Same-gender sexual activities have been generally legal in Iraq since 2003. However, they remain punishable, the penalty being up to 6 months of imprisonment or vigilante actions such as beatings and tortures. The Sharia court can even impose executions. LGBTQIA+ communities are subject to widespread discrimination and violence by society, police, and local militias. Same-gender couples are not legally recognised in Iraq and openly gay men are not allowed to serve in the military. There are several reports of extrajudicial executions ordered by non-legal Sharia judges, and both police and militias kidnapping, threatening, and killing LGBTQIA+ people.
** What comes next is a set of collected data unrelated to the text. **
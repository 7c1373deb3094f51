use std::collections::HashMap;

use crate::{GtfsFeed, NoticeContainer, NoticeSeverity, ValidationNotice, Validator};

const CODE_UNUSABLE_TRIP: &str = "unusable_trip";

#[derive(Debug, Default)]
pub struct TripUsabilityValidator;

impl Validator for TripUsabilityValidator {
    fn name(&self) -> &'static str {
        "trip_usability"
    }

    fn validate(&self, feed: &GtfsFeed, notices: &mut NoticeContainer) {
        let mut stop_counts: HashMap<&str, usize> = HashMap::new();
        for stop_time in &feed.stop_times.rows {
            let trip_id = stop_time.trip_id.trim();
            if trip_id.is_empty() {
                continue;
            }
            *stop_counts.entry(trip_id).or_insert(0) += 1;
        }

        for (index, trip) in feed.trips.rows.iter().enumerate() {
            let row_number = feed.trips.row_number(index);
            let trip_id = trip.trip_id.trim();
            if trip_id.is_empty() {
                continue;
            }
            let stop_count = stop_counts.get(trip_id).copied().unwrap_or(0);
            if stop_count <= 1 {
                let mut notice = ValidationNotice::new(
                    CODE_UNUSABLE_TRIP,
                    NoticeSeverity::Warning,
                    "trip must have at least two stop_times entries to be usable",
                );
                notice.insert_context_field("csvRowNumber", row_number);
                notice.insert_context_field("tripId", trip_id);
                notice.field_order = vec!["csvRowNumber".into(), "tripId".into()];
                notices.push(notice);
            }
        }
    }
}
People in the society are hesitant and have a negative impression towards LGBTQIA+ people overall in Iraq. LGBTQIA+ individuals are frequently victims of vigilante justice and honour killings. They are also denied employment or fired for being “too feminine” or for refusing to engage in sexual practices with their employers.
The families of LGBTQIA+ individuals in Iraq are scared and ashamed of this situation and remain very discreet about it in wider society. Some families can become aggressive towards their LGBTQIA+ children and physically torture or kill them.
During the recent security crisis in Iraq, LGBTQIA+ individuals continue to face significant obstacles to safety. In 2009 and 2012, when militias and police sought out, apprehended, and killed LGBTQIA+ Iraqis, some Iraqi and international groups helped and get affected individuals to safety outside the country in Jordan, Egypt, and Lebanon. They also escape to previously safer areas, such as Iraqi Kurdistan. Moreover, people of LGBTQIA+ communities often seek asylum in European countries where homosexuality and trans-identities are openly accepted. Compared to the hundreds of thousands of other Iraqis facing persecution and threats to their lives and livelihoods today, LGBTQIA+ Iraqis are at heightened risk both because of greater threats to them and because their ability to reach safety is reduced.